Kreditbearbeitungsgebühr
OGH-Entscheidung vom 19.2.2025 (7 Ob 169/24i)
Der OGH hat in seiner Entscheidung vom 19.2.2025 (7 Ob 169/24i) seine Rechtsansicht im Zusammenhang mit der Zulässigkeit von Kreditbearbeitungsgebühren in einem sog. Verbandsverfahren dargelegt. Der 7. Senat des OGH ließ ausdrücklich dahinstehen, ob das Kreditbearbeitungsentgelt grundsätzlich verboten ist (7 Ob 169/24i Rz 42). Im Umkehrschluss gilt weiterhin die bisherige Rechtsprechung, wonach ein Kreditbearbeitungsentgelt grundsätzlich wirksam vereinbart werden kann. Der OGH beanstandet in seiner Entscheidung jedoch die konkrete Art der Bemessung der Kreditbearbeitungsgebühr, nämlich bloß in Prozentpunkten ohne Angaben einer konkret zu zahlenden Summe.
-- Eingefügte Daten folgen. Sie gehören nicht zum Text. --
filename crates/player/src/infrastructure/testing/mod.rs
//! Test support shared by unit tests across the crate.

pub mod fixtures;

pub use fixtures::{memory_platform, memory_platform_with, ManualClock, FIXED_NOW_MILLIS};
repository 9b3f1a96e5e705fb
//! Player port definitions.

pub mod outbound;
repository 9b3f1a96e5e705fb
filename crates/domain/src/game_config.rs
//! Per-game form schema.
//!
//! Each game owns an ordered set of field definitions describing the account
//! details a customer must supply with a top-up order (UID, server, nickname...).
//! The storefront renders the form from this schema and validates against it
//! without any game-specific code.
//!
//! Serialized field names follow the stored `game_options` records
//! (`field_key`, `field_label`, `is_required`, ...).

use std::fmt;
use std::str::FromStr;

use serde::{Deserialize, Serialize};

use crate::error::DomainError;
use crate::ids::{FieldId, GameId};

// =============================================================================
// Field Types
// =============================================================================

/// Type of a field; selects both its validation rules and its input control.
#[derive(Debug, Clone, Copy, PartialEq, Eq, Hash, Serialize, Deserialize)]
#[serde(rename_all = "lowercase")]
pub enum FieldType {
    /// Free text input
    Text,
    /// Numeric input
    Number,
    /// Drop-down, single choice
    Select,
    /// Radio group, single choice
    Radio,
    /// Checkbox group, any number of choices
    Checkbox,
    /// Unknown for forward compatibility
    #[serde(other)]
    Unknown,
}

impl FieldType {
    /// All types an author can pick from.
    pub const ALL: [FieldType; 5] = [
        FieldType::Text,
        FieldType::Number,
        FieldType::Select,
        FieldType::Radio,
        FieldType::Checkbox,
    ];

    /// Whether the field draws its values from an option list.
    pub fn needs_options(self) -> bool {
        matches!(
            self,
            FieldType::Select | FieldType::Radio | FieldType::Checkbox
        )
    }

    /// Name shown in the admin console.
    pub fn display_name(self) -> &'static str {
        match self {
            FieldType::Text => "文字輸入",
            FieldType::Number => "數字輸入",
            FieldType::Select => "下拉選單",
            FieldType::Radio => "單選按鈕",
            FieldType::Checkbox => "複選框",
            FieldType::Unknown => "未知類型",
        }
    }

    pub fn as_str(self) -> &'static str {
        match self {
            FieldType::Text => "text",
            FieldType::Number => "number",
            FieldType::Select => "select",
            FieldType::Radio => "radio",
            FieldType::Checkbox => "checkbox",
            FieldType::Unknown => "unknown",
        }
    }
}

impl fmt::Display for FieldType {
    fn fmt(&self, f: &mut fmt::Formatter<'_>) -> fmt::Result {
        f.write_str(self.as_str())
    }
}

impl FromStr for FieldType {
    type Err = DomainError;

    fn from_str(s: &str) -> Result<Self, Self::Err> {
        match s.trim().to_ascii_lowercase().as_str() {
            "text" => Ok(FieldType::Text),
            "number" => Ok(FieldType::Number),
            "select" => Ok(FieldType::Select),
            "radio" => Ok(FieldType::Radio),
            "checkbox" => Ok(FieldType::Checkbox),
            other => Err(DomainError::parse(format!("Unknown field type: {}", other))),
        }
    }
}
Im Verfahren 7 Ob 169/24i wurde eine AGB-Klausel, wonach 1,5% des Kreditbetrages als Bearbeitungsentgelt verrechnet wird, als grob kostenüberschreitend und damit als gröblich benachteiligend erkannt. Damit rückt der OGH von seiner bisherigen Rechtsprechungslinie (6 Ob 13/16d) ab, wonach Kreditbearbeitungsgebühren zur Hauptleistungspflicht aus dem Kreditvertrag gehören und daher nicht der Kontrolle nach § 879 Abs 3 ABGB unterlägen. In der Entscheidung 6 Ob 13/16d beurteilte der OGH noch eine Kreditbearbeitungsgebühr i. H. v. 1% bzw. 2% als nicht gröblich benachteiligend im Sinn des § 879 Abs 3 ABGB.